Train machine learning models
- Understand how you can split the dataset into training, validation, and test sets (typically 80-10-10). Also, understand different cross-validation techniques, such as k-fold cross-validation.
- Understand what is an optimizer, gradient descent, loss functions, local minima, convergence, batches, and probability. Expect questions on gradient descent, loss functions, local minima, and model convergence in the exam.
- Know the different computing choices available on SageMaker. Typically GPU is preferred during training for deep learning algorithms, but non-GPU instances are good for inference because non-GPU instances are cost-effective and inference usually is less demanding. Also, know that using Elastic Inference can speed up the throughput and decreases the latency of getting real-time inferences from your deep learning models at fraction of the cost of using a GPU instance for inference.
- Understand how the batch size and learning rate impact the model training. Large batch sizes lead to faster training, but large batch sizes run the risk of getting stuck in local minima. Similarly, if the learning rate is too high, it can overshoot the correct solution, and the loss function will oscillate.
Perform hyperparameter optimization
- Regularization techniques such as dropout, Early Stopping, and L1/L2 are very important. These are used to prevent overfitting. Know the difference between L1 and L2.
- Have an understanding of RNN vs. CNN. Know that CNNs are ideal for image and video analysis applications, object detection, computer vision applications, or multi-dimensional data in general. Whereas RNNs are used for applications where the predicted value depends on previously seen values, time-series forecasting, speech recognition, and modeling sequence data. Know what is Long short-term memory (LSTM).

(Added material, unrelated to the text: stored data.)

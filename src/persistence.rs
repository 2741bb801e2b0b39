//! Link persistence
//!
//! Links are written as one JSON document. Each record carries every
//! [`PredictedLink`] field verbatim next to its relationship view, so the file
//! is readable by downstream join-path builders and re-hydrates bit-identically.

use crate::error::{LinkError, Result};
use crate::link::{PredictedLink, RelationshipTable, RelationshipType};
use chrono::{DateTime, Utc};
use serde::{Deserialize, Serialize};
use std::fs::{self, File};
use std::io::{BufReader, BufWriter, Write};
use std::path::Path;
use tempfile::NamedTempFile;
use tracing::info;

pub const FORMAT_VERSION: u32 = 1;

#[derive(Debug, Clone, PartialEq, Serialize, Deserialize)]
pub struct LinkDocument {
    pub version: u32,
    pub generated_at: DateTime<Utc>,
    pub relationships: Vec<RelationshipRecord>,
}

#[derive(Debug, Clone, PartialEq, Serialize, Deserialize)]
pub struct RelationshipRecord {
    pub name: String,
    #[serde(rename = "type")]
    pub kind: RelationshipType,
    pub source: RelationshipTable,
    pub target: RelationshipTable,
    #[serde(flatten)]
    pub link: PredictedLink,
}

impl RelationshipRecord {
    pub fn new(link: &PredictedLink, cardinality_threshold: f64) -> Self {
        let rel = link.relationship_with(cardinality_threshold);
        Self {
            name: rel.name,
            kind: rel.kind,
            source: rel.source,
            target: rel.target,
            link: link.clone(),
        }
    }
}

impl LinkDocument {
    pub fn new(links: &[PredictedLink], cardinality_threshold: f64) -> Self {
        Self {
            version: FORMAT_VERSION,
            generated_at: Utc::now(),
            relationships: links
                .iter()
                .map(|l| RelationshipRecord::new(l, cardinality_threshold))
                .collect(),
        }
    }

    pub fn into_links(self) -> Vec<PredictedLink> {
        self.relationships.into_iter().map(|r| r.link).collect()
    }
}

/// Write `links` to `path` atomically: readers see the old file or the new
/// one, never a partial write.
pub fn save_links(path: &Path, links: &[PredictedLink], cardinality_threshold: f64) -> Result<()> {
    let parent_dir = match path.parent() {
        Some(p) if !p.as_os_str().is_empty() => p,
        _ => Path::new("."),
    };
    fs::create_dir_all(parent_dir)?;

    let document = LinkDocument::new(links, cardinality_threshold);
    let temp_file = NamedTempFile::new_in(parent_dir)?;
    {
        let mut writer = BufWriter::new(&temp_file);
        serde_json::to_writer_pretty(&mut writer, &document)
            .map_err(|e| LinkError::Serialization(format!("Failed to encode links: {}", e)))?;
        writer.flush()?;
    }
    temp_file.persist(path).map_err(|e| LinkError::Io(e.error))?;

    info!(path = %path.display(), links = links.len(), "Saved links");
    Ok(())
}

pub fn load_document(path: &Path) -> Result<LinkDocument> {
    let reader = BufReader::new(File::open(path)?);
    let document: LinkDocument = serde_json::from_reader(reader)
        .map_err(|e| LinkError::Serialization(format!("Failed to decode {}: {}", path.display(), e)))?;
    if document.version > FORMAT_VERSION {
        return Err(LinkError::Serialization(format!(
            "{} has format version {}, newest supported is {}",
            path.display(),
            document.version,
            FORMAT_VERSION
        )));
    }
    Ok(document)
}

pub fn load_links(path: &Path) -> Result<Vec<PredictedLink>> {
    Ok(load_document(path)?.into_links())
}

- Know different kinds of activation functions and their use cases. You need to know the difference between the sigmoid activation function vs. softmax function vs. Tanh and RELU. Expect questions on activation functions.
Evaluate machine learning models
- You need to know how you can detect & handle bias and prevent the model to be overfitting or underfitting. There will be many questions on this.
- Typically your model is underfitting when the model performs poorly on the training data. Adding more features to the model or removing regularization can help. You can increase the model complexity, train the model longer (more epochs), and use a different network architecture. But adding more training data may or may not help
- Your model is overfitting when you see that the model performs well on the training data but does not perform well on the evaluation data. This is because the model is memorizing the data it has seen and is unable to generalize to unseen examples. Regularization techniques can prevent the overfitting of your model.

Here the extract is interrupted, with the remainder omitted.